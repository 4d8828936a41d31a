use anyhow::{bail, Result};
use clap::{Parser, ValueEnum};
use libsinhala::{load_tables, SinhalaConfig, Tables};
use std::path::PathBuf;

#[derive(Copy, Clone, Debug, PartialEq, Eq, ValueEnum)]
enum Table {
    /// Words completing KEY, in list order
    Word,
    /// Single-consonant vowel table
    Bigram,
    /// Consonant-pair vowel table
    Pair,
}

/// Print one entry of the prediction tables.
#[derive(Parser, Debug)]
#[command(name = "show_table_entry", about)]
struct Args {
    /// Read a compiled snapshot instead of the source files
    #[arg(long, conflicts_with = "data_dir")]
    snapshot: Option<PathBuf>,

    /// Directory holding the source files
    #[arg(long)]
    data_dir: Option<PathBuf>,

    #[arg(long, value_enum, default_value_t = Table::Word)]
    table: Table,

    /// Word prefix, consonant, or consonant pair
    key: String,

    /// Maximum words listed for `--table word`
    #[arg(long, default_value_t = 20)]
    limit: usize,
}

fn open(args: &Args) -> Result<Tables> {
    match (&args.snapshot, &args.data_dir) {
        (Some(path), _) => Tables::load_bincode(path),
        (None, Some(dir)) => load_tables(&SinhalaConfig::with_data_dir(dir)),
        (None, None) => load_tables(&SinhalaConfig::default()),
    }
}

fn show(tables: &Tables, table: Table, key: &str, limit: usize) -> Result<Vec<String>> {
    let lines = match table {
        Table::Word => tables
            .lexicon
            .scan_prefix(key, limit)
            .into_iter()
            .map(str::to_string)
            .collect(),
        Table::Bigram | Table::Pair => {
            let t = if table == Table::Bigram {
                &tables.bigrams
            } else {
                &tables.pairs
            };
            if !t.contains_key(key) {
                bail!("key '{}' not found in {:?} table", key, table);
            }
            t.suggestions(key).to_vec()
        }
    };
    Ok(lines)
}

fn main() -> Result<()> {
    env_logger::Builder::from_env(env_logger::Env::default().default_filter_or("warn")).init();
    let args = Args::parse();
    let tables = open(&args)?;
    let entries = show(&tables, args.table, &args.key, args.limit)?;
    println!("Found {} entries for '{}':", entries.len(), args.key);
    for (i, entry) in entries.iter().enumerate() {
        println!("  {}. {}", i + 1, entry);
    }
    Ok(())
}

#[cfg(test)]
mod tests {
    use super::*;
    use libsinhala::{Lexicon, VowelTable};

    fn tables() -> Tables {
        let mut bigrams = VowelTable::new();
        bigrams.insert("ක", ["කා", "කි"]);
        let mut pairs = VowelTable::new();
        pairs.insert("කත", ["තා"]);
        Tables::new(Lexicon::from_words(["කතාව", "කතා", "ගම"]), bigrams, pairs)
    }

    #[test]
    fn word_entries_follow_list_order() {
        let got = show(&tables(), Table::Word, "කත", 20).unwrap();
        assert_eq!(got, vec!["කතාව", "කතා"]);
        assert_eq!(show(&tables(), Table::Word, "ක", 1).unwrap().len(), 1);
    }

    #[test]
    fn vowel_entries() {
        assert_eq!(show(&tables(), Table::Bigram, "ක", 20).unwrap(), vec!["කා", "කි"]);
        assert_eq!(show(&tables(), Table::Pair, "කත", 20).unwrap(), vec!["තා"]);
        assert!(show(&tables(), Table::Pair, "ගම", 20).is_err());
    }

    #[test]
    fn snapshot_and_data_dir_conflict() {
        let res = Args::try_parse_from([
            "show_table_entry",
            "--snapshot",
            "a",
            "--data-dir",
            "b",
            "x",
        ]);
        assert!(res.is_err());
    }
}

□ □ □

__INSTRUCTIONS TO FOLLOW__. Extract the first line above and each line after it up to and including the one with "#[arg(long, default_value_t = 20)]", please, exactly and with nothing else.

__COMPLETED EXERCISE__.
repository 4d8828936a41d31a
use anyhow::{bail, Result};
use clap::{Parser, ValueEnum};
use libsinhala::{load_tables, SinhalaConfig, Tables};
use std::path::PathBuf;

#[derive(Copy, Clone, Debug, PartialEq, Eq, ValueEnum)]
enum Table {
    /// Words completing KEY, in list order
    Word,
    /// Single-consonant vowel table
    Bigram,
    /// Consonant-pair vowel table
    Pair,
}

/// Print one entry of the prediction tables.
#[derive(Parser, Debug)]
#[command(name = "show_table_entry", about)]
struct Args {
    /// Read a compiled snapshot instead of the source files
    #[arg(long, conflicts_with = "data_dir")]
    snapshot: Option<PathBuf>,

    /// Directory holding the source files
    #[arg(long)]
    data_dir: Option<PathBuf>,

    #[arg(long, value_enum, default_value_t = Table::Word)]
    table: Table,

    /// Word prefix, consonant, or consonant pair
    key: String,

    /// Maximum words listed for `--table word`
    #[arg(long, default_value_t = 20)]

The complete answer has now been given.